Exercise inputs Start Marker
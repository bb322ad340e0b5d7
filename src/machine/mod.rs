//! The machine runtime: graph registration, dispatch and cloning.
//!
//! # Key Concepts
//!
//! - **Machine**: a name, a context, a current state and subscribers over a state graph
//! - **Dispatch**: processing one event against the current state's transitions
//! - **Cloning**: a second machine walking the same graph with its own cursor

mod dispatch;
mod error;
mod graph;

pub use dispatch::Dispatch;
pub use error::MachineError;

use crate::config::MachineConfig;
use crate::core::{StateHistory, StateId, StateRecord, StateTransition, Transition};
use dispatch::{Scan, Step};
use graph::StateGraph;
use std::fmt;
use std::sync::Arc;
use tracing::{debug, trace, warn};

/// Callback notified after a transition has fired.
pub type Subscriber = Box<dyn Fn(&StateTransition) + Send + Sync>;

/// A finite state machine over a host-defined context `C`.
///
/// # Example
///
/// ```rust
/// use fsms::{Machine, StateRecord, Transition};
///
/// let mut switch = Machine::new("switch", 0u32);
/// let off = switch.register_state(StateRecord::new("off"));
/// let on = switch.register_state(StateRecord::new("on"));
///
/// switch
///     .register_transition(off, Transition::new("switch", on).action(|n: &mut u32| *n += 1))
///     .unwrap();
/// switch.register_transition(on, Transition::new("switch", off)).unwrap();
/// switch.set_initial_state(off).unwrap();
///
/// switch.transition("switch");
///
/// assert_eq!(switch.state_name().as_deref(), Some("on"));
/// assert_eq!(*switch.context(), 1);
/// ```
pub struct Machine<C> {
    name: String,
    context: C,
    graph: Arc<StateGraph<C>>,
    current: Option<StateId>,
    subscribers: Vec<Subscriber>,
    config: MachineConfig,
    history: Option<StateHistory>,
}

impl<C> Machine<C> {
    /// Create a machine with an empty graph and no current state.
    pub fn new(name: impl Into<String>, context: C) -> Self {
        Self::with_config(name, context, MachineConfig::default())
    }

    pub fn with_config(name: impl Into<String>, context: C, config: MachineConfig) -> Self {
        let name = name.into();
        debug!(machine = %name, ?config, "machine created");
        Self {
            name,
            context,
            graph: Arc::new(StateGraph::new()),
            current: None,
            subscribers: Vec::new(),
            history: config.track_history.then(StateHistory::new),
            config,
        }
    }

    /// Create a machine that walks the same state graph as `source`.
    ///
    /// No state or transition is copied: transitions registered through
    /// either machine are visible to both. The clone has its own context,
    /// no subscribers and no current state until
    /// [`set_initial_state`](Self::set_initial_state) is called on it.
    pub fn cloned_from(name: impl Into<String>, context: C, source: &Machine<C>) -> Self {
        let name = name.into();
        debug!(machine = %name, source = %source.name, "machine cloned");
        Self {
            name,
            context,
            graph: Arc::clone(&source.graph),
            current: None,
            subscribers: Vec::new(),
            history: source.config.track_history.then(StateHistory::new),
            config: source.config,
        }
    }

    pub fn name(&self) -> &str {
        &self.name
    }

    pub fn config(&self) -> &MachineConfig {
        &self.config
    }

    pub fn context(&self) -> &C {
        &self.context
    }

    pub fn context_mut(&mut self) -> &mut C {
        &mut self.context
    }

    /// Consume the machine and hand the context back to the host.
    pub fn into_context(self) -> C {
        self.context
    }

    /// Apply `f` to the context.
    pub fn mutate<F>(&mut self, f: F)
    where
        F: FnOnce(&mut C),
    {
        f(&mut self.context)
    }

    /// Apply `f` to the context only if `predicate` holds. Returns whether
    /// `f` ran.
    pub fn mutate_if<P, F>(&mut self, predicate: P, f: F) -> bool
    where
        P: FnOnce(&C) -> bool,
        F: FnOnce(&mut C),
    {
        if !predicate(&self.context) {
            return false;
        }
        f(&mut self.context);
        true
    }

    /// Append a state to the graph and return its handle.
    pub fn register_state(&mut self, state: StateRecord<C>) -> StateId {
        let id = self.graph.insert(state);
        debug!(machine = %self.name, state = %id, "state registered");
        id
    }

    /// Create and register a state in one call.
    pub fn add_state(&mut self, name: &str) -> StateId {
        self.register_state(StateRecord::new(name))
    }

    /// Append `transition` to the outgoing transitions of `source`.
    ///
    /// Both `source` and the transition's target must belong to this
    /// machine's graph.
    pub fn register_transition(
        &mut self,
        source: StateId,
        transition: Transition<C>,
    ) -> Result<(), MachineError> {
        self.ensure_known(source)?;
        self.ensure_known(transition.target())?;

        let event = transition.event().to_string();
        let target = transition.target();
        if !self.graph.attach(source, transition) {
            return Err(self.foreign(source));
        }
        debug!(machine = %self.name, %source, %target, event = %event, "transition registered");
        Ok(())
    }

    /// Point the machine at `state`.
    pub fn set_initial_state(&mut self, state: StateId) -> Result<(), MachineError> {
        self.ensure_known(state)?;
        self.current = Some(state);
        Ok(())
    }

    /// Handle of the first state registered under `name`.
    pub fn find_state(&self, name: &str) -> Result<StateId, MachineError> {
        self.graph.find(name).ok_or_else(|| MachineError::UnknownState {
            machine: self.name.clone(),
            name: name.to_string(),
        })
    }

    /// Handle of the current state.
    pub fn state(&self) -> Option<StateId> {
        self.current
    }

    /// Name of the current state.
    pub fn state_name(&self) -> Option<Arc<str>> {
        self.current.and_then(|id| self.graph.name_of(id))
    }

    pub fn is_in(&self, name: &str) -> bool {
        self.state_name().is_some_and(|current| &*current == name)
    }

    /// Names of every state in the graph, in registration order.
    pub fn state_names(&self) -> Vec<Arc<str>> {
        self.graph.names()
    }

    pub fn state_count(&self) -> usize {
        self.graph.len()
    }

    /// Number of outgoing transitions registered on `state`.
    pub fn transition_count(&self, state: StateId) -> Result<usize, MachineError> {
        self.ensure_known(state)?;
        Ok(self.graph.outgoing(state).len())
    }

    /// Whether both machines walk the same graph.
    pub fn shares_graph_with(&self, other: &Machine<C>) -> bool {
        Arc::ptr_eq(&self.graph, &other.graph)
    }

    /// Register a callback to run after every fired transition.
    pub fn subscribe<F>(&mut self, subscriber: F)
    where
        F: Fn(&StateTransition) + Send + Sync + 'static,
    {
        self.subscribers.push(Box::new(subscriber));
    }

    pub fn subscriber_count(&self) -> usize {
        self.subscribers.len()
    }

    /// Fired transitions, when the machine tracks history.
    pub fn history(&self) -> Option<&StateHistory> {
        self.history.as_ref()
    }

    /// Process `event` against the current state's transitions.
    ///
    /// Matching transitions are visited in registration order. Each one
    /// whose guard allows it runs its action, moves the machine to its
    /// target and notifies subscribers. What happens after a guard refuses
    /// depends on the machine's [`DispatchPolicy`](crate::DispatchPolicy).
    /// An event nothing listens for leaves the machine untouched.
    ///
    /// Panics raised by guards, actions or subscribers propagate; a state
    /// change committed before the panic stays committed.
    pub fn transition(&mut self, event: &str) -> Dispatch {
        let Some(source) = self.current else {
            trace!(machine = %self.name, event, "dispatch before initial state");
            return Dispatch::Uninitialized;
        };

        // Snapshot so no lock is held while host callbacks run. This clones
        // one Arc per outgoing transition on every dispatch.
        let outgoing = self.graph.outgoing(source);
        let mut scan = Scan::new(self.config.dispatch);

        for transition in outgoing.iter().filter(|t| t.matches(event)) {
            let allowed = transition.allows(&mut self.context);
            match scan.on_match(allowed) {
                Step::Fire => self.fire(transition, event),
                Step::FireAndHalt => {
                    self.fire(transition, event);
                    break;
                }
                Step::Skip => {
                    trace!(machine = %self.name, event, target = %transition.target(), "guard skipped");
                }
                Step::Halt => {
                    trace!(machine = %self.name, event, target = %transition.target(), "guard blocked");
                    break;
                }
            }
        }

        let outcome = scan.outcome();
        if outcome == Dispatch::NoMatch {
            trace!(machine = %self.name, event, "no matching transition");
        }
        outcome
    }

    fn fire(&mut self, transition: &Transition<C>, event: &str) {
        transition.run_action(&mut self.context);

        let target = transition.target();
        let record = (!self.subscribers.is_empty() || self.history.is_some()).then(|| {
            StateTransition::new(
                self.name_or_empty(self.current),
                self.name_or_empty(Some(target)),
                event,
            )
        });

        self.current = Some(target);
        debug!(machine = %self.name, event, %target, "transition fired");

        if let Some(record) = record {
            if let Some(history) = self.history.as_mut() {
                history.record(record.clone());
            }
            for subscriber in &self.subscribers {
                subscriber(&record);
            }
        }
    }

    fn name_or_empty(&self, id: Option<StateId>) -> String {
        id.and_then(|id| self.graph.name_of(id))
            .map(|name| name.to_string())
            .unwrap_or_default()
    }

    fn ensure_known(&self, id: StateId) -> Result<(), MachineError> {
        if self.graph.contains(id) {
            Ok(())
        } else {
            Err(self.foreign(id))
        }
    }

    fn foreign(&self, id: StateId) -> MachineError {
        warn!(machine = %self.name, state = %id, "state handle does not belong to this machine");
        MachineError::ForeignState {
            machine: self.name.clone(),
            index: id.index(),
        }
    }
}

impl<C: fmt::Debug> fmt::Debug for Machine<C> {
    fn fmt(&self, f: &mut fmt::Formatter<'_>) -> fmt::Result {
        f.debug_struct("Machine")
            .field("name", &self.name)
            .field("context", &self.context)
            .field("graph", &self.graph.id())
            .field("current", &self.state_name())
            .field("subscribers", &self.subscribers.len())
            .field("config", &self.config)
            .finish()
    }
}
//! Flywheel Worker - Task processing engine
//!
//! This crate provides the worker process for Flywheel:
//! - Sequential task consumption from the broker
//! - Gemini inference client
//! - gRPC result delivery to the coordinator callback
//! - The Idle/Busy pipeline state machine

pub mod delivery;
pub mod generated;
pub mod inference;
pub mod pipeline;

pub use delivery::{Endpoint, GrpcDelivery, ResultSink};
pub use generated::worker as proto;
pub use inference::{GeminiClient, Inference};
pub use pipeline::TaskPipeline;
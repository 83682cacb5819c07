//! Test fixtures for Flywheel integration tests

pub mod common;
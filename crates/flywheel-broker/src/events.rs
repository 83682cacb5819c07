//! Best-effort status/log event publishing
//!
//! Events are JSON-encoded and published fire-and-forget: a failed publish
//! is logged locally and dropped. Nothing here may alter pipeline state or
//! abort task processing.

use crate::topics::Topics;
use crate::traits::Broker;
use flywheel_core::{LogEvent, Registration, StatusEvent, WorkerIdentity, WorkerStatus};
use serde::Serialize;
use tracing::{info, warn};

/// Publishes registration, status and log events on the fleet topics
#[derive(Clone)]
pub struct EventPublisher<B: Broker> {
    broker: B,
    topics: Topics,
    worker_id: String,
}

impl<B: Broker> EventPublisher<B> {
    /// Create a publisher for one worker
    pub fn new(broker: B, topics: Topics, worker_id: impl Into<String>) -> Self {
        Self {
            broker,
            topics,
            worker_id: worker_id.into(),
        }
    }

    async fn publish_json<T: Serialize>(&self, topic: &str, value: &T) {
        let payload = match serde_json::to_vec(value) {
            Ok(p) => p,
            Err(e) => {
                warn!("Failed to encode event for {}: {}", topic, e);
                return;
            }
        };
        if let Err(e) = self.broker.publish(topic, payload).await {
            warn!("Failed to publish event to {}: {}", topic, e);
        }
    }

    /// Announce this worker to the coordinator
    pub async fn register(&self, identity: &WorkerIdentity) {
        let registration = Registration::new(identity);
        self.publish_json(&self.topics.register(), &registration)
            .await;
        self.log(format!("Worker {} registered", self.worker_id))
            .await;
    }

    /// Publish a status transition
    pub async fn status(&self, status: WorkerStatus) {
        let event = StatusEvent::new(&self.worker_id, status);
        self.publish_json(&self.topics.status(), &event).await;
        self.log(format!(
            "Worker {} changed status to: {}",
            self.worker_id, status
        ))
        .await;
    }

    /// Mirror a log line onto the fleet log topic
    pub async fn log(&self, message: impl Into<String>) {
        let message = message.into();
        info!(worker_id = %self.worker_id, "{}", message);
        let event = LogEvent::new(&self.worker_id, message);
        self.publish_json(&self.topics.logs(), &event).await;
    }
}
Exercise inputs End Marker
- Exercise goal:
Which lines in the entries above contain "inference"? Pull each of them out.

- Task result:
//! - Gemini inference client
pub mod inference;
pub use inference::{GeminiClient, Inference};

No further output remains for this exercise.